## DATA TO PROCESS:
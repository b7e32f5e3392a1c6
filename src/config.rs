//! Process configuration, read from the environment once at startup.

use std::env;

use crate::error::ApiError;

pub const DEFAULT_MODEL: &str = "gpt-4o";
pub const DEFAULT_API_BASE_URL: &str = "https://api.openai.com/v1";
pub const DEFAULT_BIND_ADDRESS: &str = "0.0.0.0:8000";

/// Local frontend dev servers allowed to call the API cross-origin.
pub const DEFAULT_ALLOWED_ORIGINS: [&str; 4] = [
    "http://localhost:5173",
    "http://localhost:5174",
    "http://localhost:5175",
    "http://localhost:3000",
];

#[derive(Debug, Clone)]
pub struct Config {
    /// Address the HTTP server binds to.
    pub bind_address: String,
    /// Credential for the completion API. `None` when unset or empty.
    pub api_key: Option<String>,
    /// Base URL of the OpenAI-compatible API, without a trailing slash.
    pub api_base_url: String,
    /// Model identifier sent with every completion request.
    pub model: String,
    pub allowed_origins: Vec<String>,
}

impl Config {
    pub fn from_env() -> Self {
        Self::from_lookup(|key| env::var(key).ok())
    }

    /// Build a config from an arbitrary variable lookup, falling back to defaults.
    pub fn from_lookup<F>(lookup: F) -> Self
    where
        F: Fn(&str) -> Option<String>,
    {
        let non_empty = |key: &str| lookup(key).filter(|v| !v.trim().is_empty());

        let allowed_origins = match non_empty("CORS_ALLOWED_ORIGINS") {
            Some(list) => list
                .split(',')
                .map(str::trim)
                .filter(|origin| !origin.is_empty())
                .map(str::to_string)
                .collect(),
            None => DEFAULT_ALLOWED_ORIGINS.iter().map(|o| o.to_string()).collect(),
        };

        Self {
            bind_address: non_empty("BIND_ADDRESS")
                .unwrap_or_else(|| DEFAULT_BIND_ADDRESS.to_string()),
            api_key: non_empty("OPENAI_API_KEY"),
            api_base_url: non_empty("OPENAI_BASE_URL")
                .map(|url| url.trim_end_matches('/').to_string())
                .unwrap_or_else(|| DEFAULT_API_BASE_URL.to_string()),
            model: non_empty("OPENAI_MODEL").unwrap_or_else(|| DEFAULT_MODEL.to_string()),
            allowed_origins,
        }
    }

    /// The API credential, or a configuration error if it was never set.
    pub fn require_api_key(&self) -> Result<&str, ApiError> {
        self.api_key.as_deref().ok_or(ApiError::Configuration)
    }
}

## THE PROBLEM:
Retype the records above in full, with no differences.

## WRITTEN SOLUTION:
repository b7e32f5e3392a1c6
filename src/config.rs
//! Process configuration, read from the environment once at startup.

use std::env;

use crate::error::ApiError;

pub const DEFAULT_MODEL: &str = "gpt-4o";
pub const DEFAULT_API_BASE_URL: &str = "https://api.openai.com/v1";
pub const DEFAULT_BIND_ADDRESS: &str = "0.0.0.0:8000";

/// Local frontend dev servers allowed to call the API cross-origin.
pub const DEFAULT_ALLOWED_ORIGINS: [&str; 4] = [
    "http://localhost:5173",
    "http://localhost:5174",
    "http://localhost:5175",
    "http://localhost:3000",
];

#[derive(Debug, Clone)]
pub struct Config {
    /// Address the HTTP server binds to.
    pub bind_address: String,
    /// Credential for the completion API. `None` when unset or empty.
    pub api_key: Option<String>,
    /// Base URL of the OpenAI-compatible API, without a trailing slash.
    pub api_base_url: String,
    /// Model identifier sent with every completion request.
    pub model: String,
    pub allowed_origins: Vec<String>,
}

impl Config {
    pub fn from_env() -> Self {
        Self::from_lookup(|key| env::var(key).ok())
    }

    /// Build a config from an arbitrary variable lookup, falling back to defaults.
    pub fn from_lookup<F>(lookup: F) -> Self
    where
        F: Fn(&str) -> Option<String>,
    {
        let non_empty = |key: &str| lookup(key).filter(|v| !v.trim().is_empty());

        let allowed_origins = match non_empty("CORS_ALLOWED_ORIGINS") {
            Some(list) => list
                .split(',')
                .map(str::trim)
                .filter(|origin| !origin.is_empty())
                .map(str::to_string)
                .collect(),
            None => DEFAULT_ALLOWED_ORIGINS.iter().map(|o| o.to_string()).collect(),
        };

        Self {
            bind_address: non_empty("BIND_ADDRESS")
                .unwrap_or_else(|| DEFAULT_BIND_ADDRESS.to_string()),
            api_key: non_empty("OPENAI_API_KEY"),
            api_base_url: non_empty("OPENAI_BASE_URL")
                .map(|url| url.trim_end_matches('/').to_string())
                .unwrap_or_else(|| DEFAULT_API_BASE_URL.to_string()),
            model: non_empty("OPENAI_MODEL").unwrap_or_else(|| DEFAULT_MODEL.to_string()),
            allowed_origins,
        }
    }

    /// The API credential, or a configuration error if it was never set.
    pub fn require_api_key(&self) -> Result<&str, ApiError> {
        self.api_key.as_deref().ok_or(ApiError::Configuration)
    }
}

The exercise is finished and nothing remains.